Required work =
The answer must consist of every line in the records that contains the word "validate".

Records =
·····

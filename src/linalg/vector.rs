//! Private Module

use super::Matrix;
use crate::error::LinalgError;
use approx::AbsDiffEq;
use ndarray::prelude::*;
use ndarray::NdFloat; // includes LinalgScalar and ScalarOperand
use num_traits::Float;
use std::fmt;
use std::ops::Index;

/// Dense real vector of fixed dimension
///
/// The dimension is part of a vector's identity: every binary operation
/// checks it and fails with [`LinalgError::DimensionMismatch`] instead of
/// broadcasting. Operations never mutate their operands, they return
/// new vectors.
#[derive(Debug, Clone, PartialEq)]
pub struct Vector<A = f64> {
    data: Array1<A>,
}

impl<A: NdFloat> Vector<A> {
    /// The zero vector of the given dimension
    pub fn zeros(dimension: usize) -> Self {
        Self {
            data: Array1::zeros(dimension),
        }
    }

    /// A vector with every coordinate equal to `value`
    pub fn filled(dimension: usize, value: A) -> Self {
        Self {
            data: Array1::from_elem(dimension, value),
        }
    }

    pub fn from_vec(points: Vec<A>) -> Self {
        Self {
            data: Array1::from(points),
        }
    }

    /// Unit vector $`e_i`$ of the given dimension
    pub fn unit(dimension: usize, index: usize) -> Result<Self, LinalgError> {
        Self::zeros(dimension).add_at(index, A::one())
    }

    pub fn dimension(&self) -> usize {
        self.data.len()
    }

    pub fn get(&self, index: usize) -> Option<A> {
        self.data.get(index).copied()
    }

    pub fn view(&self) -> ArrayView1<'_, A> {
        self.data.view()
    }

    pub fn into_array(self) -> Array1<A> {
        self.data
    }

    pub fn iter(&self) -> impl Iterator<Item = &A> + '_ {
        self.data.iter()
    }

    pub fn to_vec(&self) -> Vec<A> {
        self.data.to_vec()
    }

    fn check(&self, other: &Self) -> Result<(), LinalgError> {
        if self.dimension() == other.dimension() {
            Ok(())
        } else {
            Err(LinalgError::DimensionMismatch {
                expected: self.dimension(),
                found: other.dimension(),
            })
        }
    }

    fn check_index(&self, index: usize) -> Result<(), LinalgError> {
        if index < self.dimension() {
            Ok(())
        } else {
            Err(LinalgError::IndexOutOfBounds {
                index,
                dimension: self.dimension(),
            })
        }
    }

    pub fn add(&self, other: &Self) -> Result<Self, LinalgError> {
        self.check(other)?;
        Ok(Self::from(&self.data + &other.data))
    }

    pub fn sub(&self, other: &Self) -> Result<Self, LinalgError> {
        self.check(other)?;
        Ok(Self::from(&self.data - &other.data))
    }

    /// `self + alpha * direction`, the point reached by a step along a direction
    pub fn offset(&self, alpha: A, direction: &Self) -> Result<Self, LinalgError> {
        self.check(direction)?;
        let mut data = self.data.clone();
        data.scaled_add(alpha, &direction.data);
        Ok(Self::from(data))
    }

    /// Multiply every coordinate by `k`
    pub fn scale(&self, k: A) -> Self {
        Self::from(&self.data * k)
    }

    pub fn add_scalar(&self, k: A) -> Self {
        Self::from(&self.data + k)
    }

    pub fn sub_scalar(&self, k: A) -> Self {
        Self::from(&self.data - k)
    }

    /// Copy of `self` with `k` added to a single coordinate
    pub fn add_at(&self, index: usize, k: A) -> Result<Self, LinalgError> {
        self.check_index(index)?;
        let mut data = self.data.clone();
        data[index] += k;
        Ok(Self::from(data))
    }

    /// Copy of `self` with `k` subtracted from a single coordinate
    pub fn sub_at(&self, index: usize, k: A) -> Result<Self, LinalgError> {
        self.add_at(index, -k)
    }

    /// Inner product
    pub fn dot(&self, other: &Self) -> Result<A, LinalgError> {
        self.check(other)?;
        Ok(self.data.dot(&other.data))
    }

    /// Element-wise product
    pub fn hadamard(&self, other: &Self) -> Result<Self, LinalgError> {
        self.hadamard_from(other, 0)
    }

    /// Element-wise product of the coordinates from `start` on, the
    /// leading coordinates of the result are zero.
    pub fn hadamard_from(&self, other: &Self, start: usize) -> Result<Self, LinalgError> {
        self.check(other)?;
        let mut data = Array1::zeros(self.dimension());
        let start = start.min(self.dimension());
        data.slice_mut(s![start..])
            .assign(&(&self.data.slice(s![start..]) * &other.data.slice(s![start..])));
        Ok(Self::from(data))
    }

    pub fn sum(&self) -> A {
        self.data.sum()
    }

    /// Sum of the coordinates from `start` on
    pub fn sum_from(&self, start: usize) -> A {
        let start = start.min(self.dimension());
        self.data.slice(s![start..]).sum()
    }

    /// Euclidean length
    pub fn norm(&self) -> A {
        Float::sqrt(self.data.dot(&self.data))
    }

    /// Outer product $`u v^T`$, a column times a row
    pub fn outer(&self, other: &Self) -> Matrix<A> {
        let column = self.data.view().insert_axis(Axis(1));
        let row = other.data.view().insert_axis(Axis(0));
        Matrix::from(column.dot(&row))
    }

    pub fn neg(&self) -> Self {
        Self::from(self.data.mapv(|v| -v))
    }
}

impl<A> From<Array1<A>> for Vector<A> {
    fn from(data: Array1<A>) -> Self {
        Self { data }
    }
}

impl<A: NdFloat> From<Vec<A>> for Vector<A> {
    fn from(points: Vec<A>) -> Self {
        Self::from_vec(points)
    }
}

impl<A> Index<usize> for Vector<A> {
    type Output = A;

    fn index(&self, index: usize) -> &A {
        &self.data[index]
    }
}

impl<A: NdFloat> fmt::Display for Vector<A> {
    fn fmt(&self, f: &mut fmt::Formatter<'_>) -> fmt::Result {
        write!(f, "{}", self.data)
    }
}

impl<A> AbsDiffEq for Vector<A>
where
    A: NdFloat + AbsDiffEq<Epsilon = A>,
{
    type Epsilon = A;

    fn default_epsilon() -> A {
        A::default_epsilon()
    }

    fn abs_diff_eq(&self, other: &Self, epsilon: A) -> bool {
        self.data.abs_diff_eq(&other.data, epsilon)
    }
}
//! One Dimensional Minimization
//!
//! Bracketing and line searches for scalar functions $`f: \mathbb{R} \to \mathbb{R}`$.
//!
//! - [`Svenn`] finds an interval containing a minimum
//! - interval searches shrink a given interval, they share the [`LineSearch`] trait:
//!   [`BisectionSearch`], [`GoldenSectionSearch`], [`FibonacciSearch`]
//! - interpolation searches bracket themselves from a start point:
//!   [`QuadraticInterpolation`], [`CubicInterpolation`] (needs $`f'`$)
//!
//! The multidimensional minimizers select one of these through a
//! [`LineSearchConfig`].

mod bisection;
pub use bisection::*;
mod bracket;
pub use bracket::*;
mod fibonacci;
pub use fibonacci::*;
mod golden;
pub use golden::*;
mod interp;
pub use interp::*;

use crate::error::{OptimizeError, Result};
#[cfg(feature = "serde")]
use serde::{Deserialize, Serialize};
use std::fmt;
use std::str::FromStr;

/// Location and value of a one dimensional minimum
#[derive(Debug, Clone, Copy, PartialEq)]
pub struct LineMinimum {
    pub x: f64,
    pub fx: f64,
}

/// Common interface of the interval searches
///
/// A search is built from an interval $`[a, b]`$, a precision and the
/// function, then [`solve`](LineSearch::solve)d once.
pub trait LineSearch {
    /// Shrink the interval until it is no wider than the precision
    fn solve(&mut self) -> LineMinimum;

    /// Number of iterations recorded by the last [`solve`](LineSearch::solve)
    fn iterations(&self) -> Option<usize>;

    /// Theoretical contraction of the interval achieved by the last run
    ///
    /// Fails with [`OptimizeError::NotYetRun`] before the search has run.
    fn convergence_rate(&self) -> Result<f64>;
}

fn ordered(a: f64, b: f64) -> (f64, f64) {
    if a <= b {
        (a, b)
    } else {
        (b, a)
    }
}

/// Choice of line search for the multidimensional minimizers
#[derive(Debug, Clone, Copy, PartialEq, Eq, Hash)]
#[cfg_attr(feature = "serde", derive(Serialize, Deserialize))]
#[cfg_attr(feature = "serde", serde(rename_all = "kebab-case"))]
pub enum LineSearchMethod {
    /// [`BisectionSearch`] on a [`Svenn`] bracket
    Bisection,
    /// [`GoldenSectionSearch`] on a [`Svenn`] bracket
    GoldenSection,
    /// [`FibonacciSearch`] on a [`Svenn`] bracket
    Fibonacci,
    /// [`QuadraticInterpolation`] from the start point
    QuadraticInterpolation,
}

impl FromStr for LineSearchMethod {
    type Err = OptimizeError;

    /// Accepts e.g. `"bisection"`, `"break in two"`, `"golden-section"`,
    /// `"golden ratio"`, `"fibonacci"`, `"quadratic_interpolation"` or
    /// `"square interpolation"`, ignoring case.
    fn from_str(s: &str) -> Result<Self> {
        let name = s.trim().to_ascii_lowercase().replace(&['-', '_'][..], " ");
        match name.as_str() {
            "bisection" | "break in two" => Ok(Self::Bisection),
            "golden section" | "golden ratio" => Ok(Self::GoldenSection),
            "fibonacci" => Ok(Self::Fibonacci),
            "quadratic interpolation" | "square interpolation" => Ok(Self::QuadraticInterpolation),
            _ => Err(OptimizeError::UnknownLineSearch(s.to_string())),
        }
    }
}

impl fmt::Display for LineSearchMethod {
    fn fmt(&self, f: &mut fmt::Formatter<'_>) -> fmt::Result {
        let name = match self {
            Self::Bisection => "bisection",
            Self::GoldenSection => "golden-section",
            Self::Fibonacci => "fibonacci",
            Self::QuadraticInterpolation => "quadratic-interpolation",
        };
        f.write_str(name)
    }
}

/// Line search selection and tolerances
///
/// Parameters
/// ----------
/// - __method:__                 which search to run
/// - __bracket_step:__           initial step of [`Svenn`] bracketing
/// - __precision:__              final interval width of the interval searches
/// - __fibonacci_offset:__       offset of the last [`FibonacciSearch`] point
/// - __interpolation_step:__     sampling step of [`QuadraticInterpolation`]
/// - __interpolation_delta:__    relative position tolerance of [`QuadraticInterpolation`]
/// - __interpolation_eps:__      relative value tolerance of [`QuadraticInterpolation`]
/// - __interpolation_max_iterations:__ parabola fits before giving up
#[derive(Debug, Clone, PartialEq)]
#[cfg_attr(feature = "serde", derive(Serialize, Deserialize))]
#[cfg_attr(feature = "serde", serde(default))]
pub struct LineSearchConfig {
    pub method: LineSearchMethod,
    pub bracket_step: f64,
    pub precision: f64,
    pub fibonacci_offset: f64,
    pub interpolation_step: f64,
    pub interpolation_delta: f64,
    pub interpolation_eps: f64,
    pub interpolation_max_iterations: usize,
}

impl Default for LineSearchConfig {
    fn default() -> Self {
        Self {
            method: LineSearchMethod::GoldenSection,
            bracket_step: 1e-4,
            precision: 1e-7,
            fibonacci_offset: 1e-7,
            interpolation_step: 1e-3,
            interpolation_delta: 1e-4,
            interpolation_eps: 1e-5,
            interpolation_max_iterations: 1000,
        }
    }
}

impl LineSearchConfig {
    /// Default tolerances for the given method
    pub fn with_method(method: LineSearchMethod) -> Self {
        Self {
            method,
            ..Self::default()
        }
    }

    pub fn validate(&self) -> Result<()> {
        let positive = [
            ("bracket_step", self.bracket_step),
            ("precision", self.precision),
            ("fibonacci_offset", self.fibonacci_offset),
            ("interpolation_step", self.interpolation_step),
            ("interpolation_delta", self.interpolation_delta),
            ("interpolation_eps", self.interpolation_eps),
        ];
        match positive.iter().find(|(_, value)| !(*value > 0.)) {
            Some((name, value)) => Err(OptimizeError::InvalidConfig(format!(
                "line search {} must be positive, got {}",
                name, value
            ))),
            None => Ok(()),
        }
    }

    /// Minimize `f` starting the search at `start`
    ///
    /// Interval methods first bracket the minimum with [`Svenn`] from
    /// `start`, quadratic interpolation samples around `start` itself.
    pub fn minimize(&self, f: impl Fn(f64) -> f64, start: f64) -> Result<LineMinimum> {
        let bracket = || Svenn::new(start, self.bracket_step, &f).solve();
        let minimum = match self.method {
            LineSearchMethod::Bisection => {
                let (a, b) = bracket()?;
                BisectionSearch::new(a, b, self.precision, &f).solve()
            }
            LineSearchMethod::GoldenSection => {
                let (a, b) = bracket()?;
                GoldenSectionSearch::new(a, b, self.precision, &f).solve()
            }
            LineSearchMethod::Fibonacci => {
                let (a, b) = bracket()?;
                FibonacciSearch::new(a, b, self.precision, &f)
                    .offset(self.fibonacci_offset)
                    .solve()
            }
            LineSearchMethod::QuadraticInterpolation => QuadraticInterpolation::new(
                start,
                self.interpolation_step,
                self.interpolation_delta,
                self.interpolation_eps,
                &f,
            )
            .max_iterations(self.interpolation_max_iterations)
            .solve()?,
        };
        Ok(minimum)
    }
}

#[cfg(test)]
mod tests {
    use super::*;
    use approx::assert_abs_diff_eq;

    /// $`100(x^2 - 2)^3 + (x - 1)^2 - |10 + x|`$, minimum near 0.001249
    fn sextic(x: f64) -> f64 {
        100. * (x.powi(2) - 2.).powi(3) + (x - 1.).powi(2) - (10. + x).abs()
    }

    fn sextic_derivative(x: f64) -> f64 {
        600. * x * (x.powi(2) - 2.).powi(2) + 2. * (x - 1.) - (10. + x).signum()
    }

    const SEXTIC_MIN: f64 = 0.001_248_96;

    #[test]
    fn parse_methods() {
        assert_eq!("bisection".parse(), Ok(LineSearchMethod::Bisection));
        assert_eq!("break in two".parse(), Ok(LineSearchMethod::Bisection));
        assert_eq!("Golden Ratio".parse(), Ok(LineSearchMethod::GoldenSection));
        assert_eq!("golden-section".parse(), Ok(LineSearchMethod::GoldenSection));
        assert_eq!("fibonacci".parse(), Ok(LineSearchMethod::Fibonacci));
        assert_eq!(
            "square interpolation".parse(),
            Ok(LineSearchMethod::QuadraticInterpolation)
        );
        assert_eq!(
            "newton".parse::<LineSearchMethod>(),
            Err(OptimizeError::UnknownLineSearch("newton".into()))
        );
        for method in &[
            LineSearchMethod::Bisection,
            LineSearchMethod::GoldenSection,
            LineSearchMethod::Fibonacci,
            LineSearchMethod::QuadraticInterpolation,
        ] {
            assert_eq!(method.to_string().parse(), Ok(*method));
        }
    }

    #[test]
    fn invalid_tolerances() {
        let config = LineSearchConfig {
            precision: 0.,
            ..LineSearchConfig::default()
        };
        assert!(matches!(
            config.validate(),
            Err(OptimizeError::InvalidConfig(_))
        ));
        assert!(LineSearchConfig::default().validate().is_ok());
    }

    #[test]
    fn sextic_interval_searches_agree() {
        let precision = 1e-6;
        let (a, b) = Svenn::new(-2., 0.005, sextic).solve().unwrap();
        assert!(a < SEXTIC_MIN && SEXTIC_MIN < b);

        let mut searches: Vec<Box<dyn LineSearch>> = vec![
            Box::new(BisectionSearch::new(a, b, precision, sextic)),
            Box::new(GoldenSectionSearch::new(a, b, precision, sextic)),
            Box::new(FibonacciSearch::new(a, b, precision, sextic)),
        ];
        for search in searches.iter_mut() {
            assert_eq!(search.convergence_rate(), Err(OptimizeError::NotYetRun));
            let min = search.solve();
            assert_abs_diff_eq!(min.x, SEXTIC_MIN, epsilon = 1e-4);
            assert_abs_diff_eq!(min.fx, sextic(SEXTIC_MIN), epsilon = 1e-4);
            let rate = search.convergence_rate().unwrap();
            assert!(rate > 0. && rate < 1.);
        }

        let quadratic = QuadraticInterpolation::new(0., 0.005, 1e-6, 1e-6, sextic)
            .solve()
            .unwrap();
        assert_abs_diff_eq!(quadratic.x, SEXTIC_MIN, epsilon = 1e-4);

        let cubic = CubicInterpolation::new(-2., 0.005, 1e-4, 1e-4, sextic, sextic_derivative)
            .solve()
            .unwrap();
        assert_abs_diff_eq!(cubic.x, SEXTIC_MIN, epsilon = 1e-4);
    }

    #[test]
    fn config_minimizes_with_every_method() {
        let f = |x: f64| (x - 0.7).powi(2) + 1.;
        for method in &[
            LineSearchMethod::Bisection,
            LineSearchMethod::GoldenSection,
            LineSearchMethod::Fibonacci,
            LineSearchMethod::QuadraticInterpolation,
        ] {
            let min = LineSearchConfig::with_method(*method).minimize(f, 0.).unwrap();
            assert_abs_diff_eq!(min.x, 0.7, epsilon = 1e-4);
            assert_abs_diff_eq!(min.fx, 1., epsilon = 1e-6);
        }
    }

    #[test]
    fn config_reports_bracketing_failure() {
        let config = LineSearchConfig::with_method(LineSearchMethod::Bisection);
        assert_eq!(
            config.minimize(|x| -x * x, 0.),
            Err(OptimizeError::NotUnimodal { start: 0. })
        );
    }
}
//! Private Module

use super::{ordered, LineMinimum, LineSearch};
use crate::error::{OptimizeError, Result};
use tracing::trace;

/// Fibonacci Search
///
/// The optimal interval search for a fixed number of function
/// evaluations. The number of iterations $`n`$ is fixed up front as the
/// smallest index with $`F_n \geq (b - a)/\varepsilon`$, where
/// $`F_0 = F_1 = 1`$, and the interior points divide the interval in
/// ratios of consecutive Fibonacci numbers.
///
/// Algorithm
/// ---------
/// ```math
/// \begin{aligned}
/// y_0 &= a + \frac{F_{n-2}}{F_n}(b - a), \quad z_0 = a + \frac{F_{n-1}}{F_n}(b - a) \\
/// f(z_k) < f(y_k) &\Rightarrow a = y_k, \; y_{k+1} = z_k, \; z_{k+1} = a + \frac{F_{n-k-2}}{F_{n-k-1}}(b - a) \\
/// \text{otherwise} &\Rightarrow b = z_k, \; z_{k+1} = y_k, \; y_{k+1} = a + \frac{F_{n-k-3}}{F_{n-k-1}}(b - a)
/// \end{aligned}
/// ```
/// At $`k = n - 3`$ both interior points coincide, so the last
/// comparison is made between $`z`$ and $`z + \delta`$ for a small offset
/// $`\delta`$ (the precision unless set with [`offset`](Self::offset)).
/// The interval has then contracted by $`R = 1/F_n`$.
pub struct FibonacciSearch<F> {
    a: f64,
    b: f64,
    precision: f64,
    offset: f64,
    f: F,
    iterations: Option<usize>,
    fib_n: Option<f64>,
}

impl<F> FibonacciSearch<F>
where
    F: Fn(f64) -> f64,
{
    pub fn new(a: f64, b: f64, precision: f64, f: F) -> Self {
        let (a, b) = ordered(a, b);
        Self {
            a,
            b,
            precision,
            offset: precision,
            f,
            iterations: None,
            fib_n: None,
        }
    }

    /// Offset of the final comparison point
    pub fn offset(self, offset: f64) -> Self {
        Self { offset, ..self }
    }
}

/// Fibonacci numbers $`F_0 = F_1 = 1`$ up to the first one reaching `bound`
fn fibonacci_up_to(bound: f64) -> Vec<f64> {
    let mut numbers = vec![1.];
    while numbers[numbers.len() - 1] < bound {
        let n = numbers.len();
        let next = if n < 2 {
            1.
        } else {
            numbers[n - 1] + numbers[n - 2]
        };
        numbers.push(next);
    }
    numbers
}

impl<F> LineSearch for FibonacciSearch<F>
where
    F: Fn(f64) -> f64,
{
    fn solve(&mut self) -> LineMinimum {
        let f = &self.f;
        let (mut a, mut b) = (self.a, self.b);
        let numbers = fibonacci_up_to((b - a) / self.precision);
        let n = numbers.len() as isize - 1;
        // indices below zero stand for 1
        let fib = |i: isize| if i < 0 { 1. } else { numbers[i as usize] };

        let mut y = a + (b - a) * fib(n - 2) / fib(n);
        let mut z = a + (b - a) * fib(n - 1) / fib(n);
        let mut f_y = f(y);
        let mut f_z = f(z);
        let mut k: isize = 0;
        loop {
            if f_z < f_y {
                a = y;
                y = z;
                f_y = f_z;
                z = a + (b - a) * fib(n - k - 2) / fib(n - k - 1);
                f_z = f(z);
            } else {
                b = z;
                z = y;
                f_z = f_y;
                y = a + (b - a) * fib(n - k - 3) / fib(n - k - 1);
                f_y = f(y);
            }
            if k >= n - 3 {
                // points coincide: decide the last half with an offset
                y = z;
                f_y = f_z;
                z = y + self.offset;
                f_z = f(z);
                if f_z < f_y {
                    a = y;
                } else {
                    b = z;
                }
                break;
            }
            k += 1;
        }

        trace!(iterations = k, fib_index = n, "fibonacci done");
        self.iterations = Some(k as usize);
        self.fib_n = Some(fib(n));
        let mid = (a + b) / 2.;
        LineMinimum { x: mid, fx: f(mid) }
    }

    fn iterations(&self) -> Option<usize> {
        self.iterations
    }

    fn convergence_rate(&self) -> Result<f64> {
        let fib_n = self.fib_n.ok_or(OptimizeError::NotYetRun)?;
        Ok(1. / fib_n)
    }
}

#[cfg(test)]
mod tests {
    use super::*;
    use approx::assert_abs_diff_eq;

    #[test]
    fn fibonacci_numbers() {
        assert_eq!(fibonacci_up_to(0.5), vec![1.]);
        assert_eq!(fibonacci_up_to(7.), vec![1., 1., 2., 3., 5., 8.]);
        assert_eq!(fibonacci_up_to(8.), vec![1., 1., 2., 3., 5., 8.]);
    }

    #[test]
    fn fibonacci_quadratic() {
        let mut search = FibonacciSearch::new(-3., 5., 1e-6, |x: f64| (x - 1.5).powi(2));
        let min = search.solve();
        assert_abs_diff_eq!(min.x, 1.5, epsilon = 1e-5);
        assert_abs_diff_eq!(min.fx, 0., epsilon = 1e-10);
    }

    #[test]
    fn fibonacci_asymmetric() {
        let min = FibonacciSearch::new(0., 4., 1e-6, |x: f64| x.exp() - 3. * x)
            .offset(1e-7)
            .solve();
        assert_abs_diff_eq!(min.x, 3f64.ln(), epsilon = 1e-5);
    }

    #[test]
    fn fibonacci_convergence_rate() {
        let mut search = FibonacciSearch::new(0., 1., 0.01, |x: f64| (x - 0.8).powi(2));
        assert_eq!(search.convergence_rate(), Err(OptimizeError::NotYetRun));
        let min = search.solve();
        assert_abs_diff_eq!(min.x, 0.8, epsilon = 0.01);
        // F_11 = 144 is the first Fibonacci number above 100
        assert_abs_diff_eq!(search.convergence_rate().unwrap(), 1. / 144.);
        assert_eq!(search.iterations(), Some(8));
    }
}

·····

Response to the exercise =
    pub fn validate(&self) -> Result<()> {
            config.validate(),
        assert!(LineSearchConfig::default().validate().is_ok());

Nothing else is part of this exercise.